Am Ende müssen die Prüfungen beziehungsweise die Bachelorarbeit nur einmal gemacht werden. Jedoch sind damit zwei Abschlüsse geschafft: der in "Value Chain Management" von der VIA in Dänemark und der in "Logistik und Handel" von der Hochschule Offenburg.
"Der Double Degree wird von vielen Unternehmen gerne gesehen", weiß Kinga Kocsis, die nun auch ihre Bachelor-Arbeit in Deutschland machen wird - und auf Deutsch oder Englisch geschrieben einreichen kann. Nach dem zusätzlichen Intensivkurs in den Sommersemesterferien spricht sie bereits sehr gut Deutsch und dürfte bis dahin auch ihre schriftlichen Fremdsprachenkenntnisse perfektioniert haben.
Professor Dittrich lädt LH-Studierende zur Teilnahme ein
Quasi zur ersten Generation im Double Degree-Programm zählt neben Kocsis auch Asbjörn Rohold, der bislang ebenfalls am VIA University College, jedoch am Campus Aarhus "Value Chain Management" studiert hat. Die VIA ist die drittgrößte Universität Dänemarks. Der 26-Jährige hatte während seines Studiums schon immer ein Auslandsaufenthalt anvisiert. Doch in seinem Fachbereich war nur ein Semester an einer Partnerhochschule vorgesehen. Das erschien ihm zu kurz.
"Ich habe das Angebot gesehen, als es im Wintersemester 2015/2016 vorgestellt wurde, und es hat für mich gepasst", berichtet er und führt an, dass Deutschland der größte Exportmarkt für Dänemark sei. Ob er deshalb so fließend Deutsch spricht? "Nein", meint er, "Deutsch lernen wir eigentlich in der Schule. Für ihn steht nach dem Semester am Campus Gengenbach noch ein Praxissemester und das Abschlusssemester für die Bachelor-Arbeit auf dem Plan. Auch wenn es dem in Zell-Weierbach wohnenden Dänen an der hiesigen Hochschule gefällt, so freut er sich nun doch auf das Praxissemester.

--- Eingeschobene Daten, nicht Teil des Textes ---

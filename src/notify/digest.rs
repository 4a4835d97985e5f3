//! Operator digests and stable order ids.
//!
//! Every ProcessingResult gets an `ORDER_{n}_{timestamp}` id that the
//! operator can reference in corrections. The counter survives restarts
//! via a state file; the (chat message id → order id) mapping is kept so
//! replies can be correlated without the operator quoting the id.

use std::path::{Path, PathBuf};
use std::sync::{Arc, Mutex};

use chrono::NaiveDateTime;
use serde::{Deserialize, Serialize};

use crate::fsio;
use crate::models::{OrderOutcome, ProcessingResult, ProcessingStatus};

use super::gateway::ChatGateway;
use super::NotifyError;

/// Allocates stable operator-facing order ids.
pub struct OrderIdAllocator {
    path: PathBuf,
    counter: Mutex<u64>,
}

impl OrderIdAllocator {
    pub fn load(audit_dir: &Path) -> Self {
        let path = audit_dir.join("order_counter.txt");
        let counter = std::fs::read_to_string(&path)
            .ok()
            .and_then(|s| s.trim().parse().ok())
            .unwrap_or(0);
        Self {
            path,
            counter: Mutex::new(counter),
        }
    }

    /// Next id: `ORDER_{n}_{YYYYMMDDHHMMSS}`.
    pub fn next(&self, at: NaiveDateTime) -> String {
        let mut counter = self.counter.lock().unwrap_or_else(|e| e.into_inner());
        *counter += 1;
        if let Err(e) = fsio::write_atomic(&self.path, counter.to_string().as_bytes()) {
            tracing::error!(error = %e, "Order counter persist failed");
        }
        format!("ORDER_{}_{}", *counter, at.format("%Y%m%d%H%M%S"))
    }
}

/// Chat-message-to-order correlation record.
#[derive(Debug, Clone, Serialize, Deserialize)]
pub struct NotifiedMessage {
    pub chat_message_id: i64,
    pub order_id: String,
    pub sent_at: NaiveDateTime,
}

pub struct Notifier {
    gateway: Arc<dyn ChatGateway>,
    chat_id: String,
    enabled: bool,
    reply_map_path: PathBuf,
}

impl Notifier {
    pub fn new(
        gateway: Arc<dyn ChatGateway>,
        chat_id: &str,
        enabled: bool,
        feedback_dir: &Path,
    ) -> Self {
        Self {
            gateway,
            chat_id: chat_id.to_string(),
            enabled,
            reply_map_path: feedback_dir.join("notified_messages.jsonl"),
        }
    }

    /// Post the digest for one result. Failures are logged — notification
    /// is not allowed to fail processing.
    pub fn notify_result(&self, result: &ProcessingResult) {
        if !self.enabled {
            tracing::debug!(order_id = %result.order_id, "Notifications disabled — skipping digest");
            return;
        }

        let digest = format_digest(result);
        match self.gateway.send_message(&self.chat_id, &digest) {
            Ok(chat_message_id) => {
                let record = NotifiedMessage {
                    chat_message_id,
                    order_id: result.order_id.clone(),
                    sent_at: chrono::Utc::now().naive_utc(),
                };
                if let Err(e) = fsio::append_jsonl(&self.reply_map_path, &record) {
                    tracing::error!(error = %e, "Reply-map append failed");
                }
            }
            Err(e) => {
                tracing::error!(order_id = %result.order_id, error = %e, "Digest send failed");
            }
        }
    }

    /// Free-form message to the operator channel (acknowledgements,
    /// clarification questions, before/after digests).
    pub fn send_text(&self, text: &str) -> Result<i64, NotifyError> {
        self.gateway.send_message(&self.chat_id, text)
    }

    /// Order id a chat message id belongs to, if it was one of ours.
    pub fn order_id_for_message(&self, chat_message_id: i64) -> Option<String> {
        let records: Vec<NotifiedMessage> = fsio::read_jsonl(&self.reply_map_path).ok()?;
        records
            .iter()
            .rev()
            .find(|r| r.chat_message_id == chat_message_id)
            .map(|r| r.order_id.clone())
    }
}

/// Short operator digest for one processed message.
pub fn format_digest(result: &ProcessingResult) -> String {
    let status_icon = match result.status {
        ProcessingStatus::Ok => "OK",
        ProcessingStatus::RequiresReview => "REVIEW",
        ProcessingStatus::Failed => "FAILED",
    };

    let mut lines = Vec::new();
    lines.push(format!("[{status_icon}] {}", result.order_id));
    lines.push(format!(
        "From: {}",
        result.extraction.customer.name.as_deref().unwrap_or("(unknown customer)")
    ));
    lines.push(format!("Intent: {}", result.extraction.intent_type.as_str()));

    for (idx, item) in result.extraction.line_items.iter().enumerate() {
        let matched = result.matches.iter().find(|m| m.line_index == idx);
        let mark = match matched.and_then(|m| m.chosen_product_id) {
            Some(id) => {
                let review = matched.is_some_and(|m| m.requires_review);
                format!("#{id}{}", if review { " (review)" } else { "" })
            }
            None => "no match".to_string(),
        };
        lines.push(format!(
            "  {}x {} -> {mark}",
            item.quantity,
            item.raw_code.as_deref().unwrap_or(&item.raw_name)
        ));
    }

    match &result.order {
        Some(OrderOutcome::Created { erp_order_id, .. }) => {
            lines.push(format!("Draft order created: ERP #{erp_order_id}"));
        }
        Some(OrderOutcome::Duplicate { .. }) => {
            lines.push("Order already submitted earlier".to_string());
        }
        Some(OrderOutcome::NotCreated { reason }) => {
            lines.push(format!("Order not created: {reason}"));
        }
        None => {}
    }

    lines.push(format!("Reply to this message to correct {}", result.order_id));
    lines.join("\n")
}

#[cfg(test)]
mod tests {
    use super::*;
    use crate::models::{CustomerMatch, ExtractedCustomer, Extraction, IntentType, LineItem};
    use crate::notify::gateway::MockGateway;

    fn ts() -> NaiveDateTime {
        chrono::NaiveDate::from_ymd_opt(2024, 1, 15)
            .unwrap()
            .and_hms_opt(10, 30, 0)
            .unwrap()
    }

    fn sample_result(order_id: &str) -> ProcessingResult {
        ProcessingResult {
            message_id: "msg-1".into(),
            order_id: order_id.into(),
            extraction: Extraction {
                intent_type: IntentType::OrderInquiry,
                intent_confidence: 0.9,
                customer: ExtractedCustomer {
                    name: Some("Schur GmbH".into()),
                    ..Default::default()
                },
                line_items: vec![LineItem {
                    raw_name: "blade".into(),
                    raw_code: Some("L1520-457".into()),
                    quantity: 14.0,
                    unit_price: None,
                    attributes: Default::default(),
                }],
                order_ref: None,
                notes: None,
            },
            matches: vec![crate::models::LineItemMatch {
                line_index: 0,
                candidates: vec![],
                chosen_product_id: Some(8653),
                confidence: 1.0,
                method: crate::models::MatchMethod::ExactCode,
                requires_review: false,
            }],
            customer_match: CustomerMatch::default(),
            erp_verification: None,
            order: None,
            created_at: ts(),
            status: ProcessingStatus::Ok,
        }
    }

    #[test]
    fn allocator_is_monotonic_and_persistent() {
        let dir = tempfile::tempdir().unwrap();
        let alloc = OrderIdAllocator::load(dir.path());

        let id1 = alloc.next(ts());
        let id2 = alloc.next(ts());
        assert!(id1.starts_with("ORDER_1_20240115103000"));
        assert!(id2.starts_with("ORDER_2_"));

        // Restart resumes the counter.
        let alloc2 = OrderIdAllocator::load(dir.path());
        let id3 = alloc2.next(ts());
        assert!(id3.starts_with("ORDER_3_"));
    }

    #[test]
    fn digest_contains_order_id_and_lines() {
        let digest = format_digest(&sample_result("ORDER_7_20240115103000"));
        assert!(digest.contains("ORDER_7_20240115103000"));
        assert!(digest.contains("14x L1520-457"));
        assert!(digest.contains("#8653"));
        assert!(digest.contains("[OK]"));
    }

    #[test]
    fn notify_records_reply_mapping() {
        let dir = tempfile::tempdir().unwrap();
        let gateway = Arc::new(MockGateway::new());
        let notifier = Notifier::new(gateway.clone(), "chat-1", true, dir.path());

        notifier.notify_result(&sample_result("ORDER_1_x"));

        let sent = gateway.sent_messages();
        assert_eq!(sent.len(), 1);
        assert_eq!(sent[0].0, "chat-1");

        // The message id handed back by the gateway maps to the order.
        let records: Vec<NotifiedMessage> =
            fsio::read_jsonl(&dir.path().join("notified_messages.jsonl")).unwrap();
        assert_eq!(records.len(), 1);
        assert_eq!(
            notifier.order_id_for_message(records[0].chat_message_id),
            Some("ORDER_1_x".to_string())
        );
    }

    #[test]
    fn disabled_notifier_sends_nothing() {
        let dir = tempfile::tempdir().unwrap();
        let gateway = Arc::new(MockGateway::new());
        let notifier = Notifier::new(gateway.clone(), "chat-1", false, dir.path());

        notifier.notify_result(&sample_result("ORDER_1_x"));
        assert!(gateway.sent_messages().is_empty());
    }

    #[test]
    fn unknown_message_id_has_no_order() {
        let dir = tempfile::tempdir().unwrap();
        let gateway = Arc::new(MockGateway::new());
        let notifier = Notifier::new(gateway, "chat-1", true, dir.path());
        assert!(notifier.order_id_for_message(12345).is_none());
    }
}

Worin unterscheidet sich das Studium in Deutschland von dem in Dänemark? Kinga Kocsis findet die Unterschiede zwischen dem Studium in Deutschland und in Dänemark groß: An der VIA nutze sie immer den Computer, es werde mehr digital gemacht und es gebe mehr Gruppenarbeit im Unterricht. Die Vorlesungen hier seien anders, an der VIA würden sich die Studierenden keine Notizen machen. Nur die Klausuren laufen laut den beiden ähnlich ab.
"Das Studium in Deutschland ist auch anders aufgebaut", berichtet Asbjörn Rohold und meint damit das Kursangebot, das in Dänemark in der Regel nur im Sommer- oder im Wintersemester wieder angeboten wird. "In Dänemark werden alle Lehrveranstaltungen auf Englisch gehalten", schickt Rohold ebenso voraus, hält das jedoch für einen großen Vorteil.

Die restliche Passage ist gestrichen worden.